And Form Energy, a startup that’s exploring a wide variety of electrochemical storage systems, won a $3.95 million grant to develop energy storage that “takes advantage of the low cost and high abundance of sulfur in a water-based solution.” The Somerville, Mass.-based startup, featuring veterans of Tesla, A123 and out-of-business Aquion Energy, raised a $9 million Series A round in June, with a long-range goal of commercialization in about a decade.
Thermal, chemical and “geomechanical” energy storage
Most of the DAYS grant-winning projects are looking at even longer-duration energy storage than what flow batteries can provide, and they’re largely looking at heat and chemical reactions to get there.
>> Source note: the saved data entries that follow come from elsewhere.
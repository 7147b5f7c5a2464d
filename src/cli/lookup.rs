//! CLI entry-point for probing the code dictionary.

use std::{cmp::Ordering, path::PathBuf};

use anyhow::{Context, Result};
use clap::Args as ClapArgs;
use strsim::jaro_winkler;
use tracing::instrument;

use crate::{
    cli::MatchMode,
    coding::dictionary::{CodeDictionary, DictionaryOptions},
    config::Settings,
    nlp::normalize::normalize_term,
};

/// Args for the `lookup` command.
#[derive(Debug, Clone, ClapArgs)]
pub struct Args {
    /// Term to look up.
    #[arg(long)]
    pub term: String,
    /// Optional `term,code` dictionary CSV; defaults to the built-in table.
    #[arg(long)]
    pub dictionary: Option<PathBuf>,
    /// Dictionary lookup mode.
    #[arg(long, default_value = "substring", value_enum)]
    pub match_mode: MatchMode,
}

#[instrument(skip(_settings))]
pub async fn run(args: Args, _settings: Settings) -> Result<()> {
    let options = DictionaryOptions {
        match_mode: args.match_mode,
        ..Default::default()
    };
    let dictionary = match &args.dictionary {
        Some(path) => CodeDictionary::from_csv(path, options)
            .with_context(|| format!("load dictionary from {}", path.display()))?,
        None => CodeDictionary::builtin(options),
    };

    let term = normalize_term(&args.term);
    let codes = dictionary.matching_codes(&term);
    if codes.is_empty() {
        println!("no codes for '{term}'");
        for suggestion in suggest(&dictionary, &term) {
            println!("  did you mean: {suggestion}");
        }
    } else {
        for code in codes {
            println!("{code}");
        }
    }
    Ok(())
}

fn suggest(dictionary: &CodeDictionary, term: &str) -> Vec<String> {
    let mut scored: Vec<(f64, &str)> = dictionary
        .terms()
        .map(|candidate| (jaro_winkler(term, candidate), candidate))
        .filter(|(score, _)| *score > 0.82)
        .collect();
    scored.sort_by(|a, b| b.0.partial_cmp(&a.0).unwrap_or(Ordering::Equal));
    scored
        .into_iter()
        .take(3)
        .map(|(_, candidate)| candidate.to_string())
        .collect()
}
DOE’s National Renewable Energy Laboratory, for instance, won a $2.79 million grant to “develop a high temperature, low cost thermal energy storage system using a high performance heat exchanger and closed loop Brayton cycle turbine to generate power.” The process will use electric heaters to warm “stable, inexpensive solid particles to temperatures greater than 1,100 °C during charging, and then feed them through a heat exchanger to heat a working fluid to drive a gas turbine.”
Other turbine-centric efforts include Hampton, N.H.-based Brayton Energy, which won $2 million to develop a molten salt thermal energy storage solution, using a “reversible turbine” design that allows each turbine to act as the compression stage for the other, and Akron, Ohio-based Echogen Power Systems, a previous ARPA-E grant winner, which got $3 million to develop a system that stores heat in low-cost materials such as sand or concrete, and pumps liquid carbon dioxide through it to a supercritical state that will expand and drive a turbine.
Antora Energy, a Fremont, Calif.-based startup, won a $3 million grant to explore an alternative approach to heat as a storage medium. It plans to heat carbon blocks to temperatures exceeding 2,000 °C, and then expose them to thermophotovoltaic panels, similar to traditional solar panels, but specifically designed to efficiently use the heat radiated by the blocks.
Two other grants went to university efforts exploring the use of heat to drive chemical reactions that store energy. The University of Tennessee, Knoxville won $1.5 million to develop an electrolyzer/fuel cell combination that produces hydrogen peroxide, and then uses the chemical to generate electricity. And Michigan State University won $2 million to explore a process that heats a bed of magnesium manganese oxide to release oxygen, and then passes air over the particle bed to start a chemical reaction that releases the heat to drive a gas turbine generator.
A $3.3 million grant went to San Francisco-based Quidnet Energy to explore the idea of “geomechanical” pumped hydro energy storage. The concept is to pump pressurized water into gaps in underground rocks, and then allow the induced strain in the surrounding rock to force the water back through a generator to produce electricity.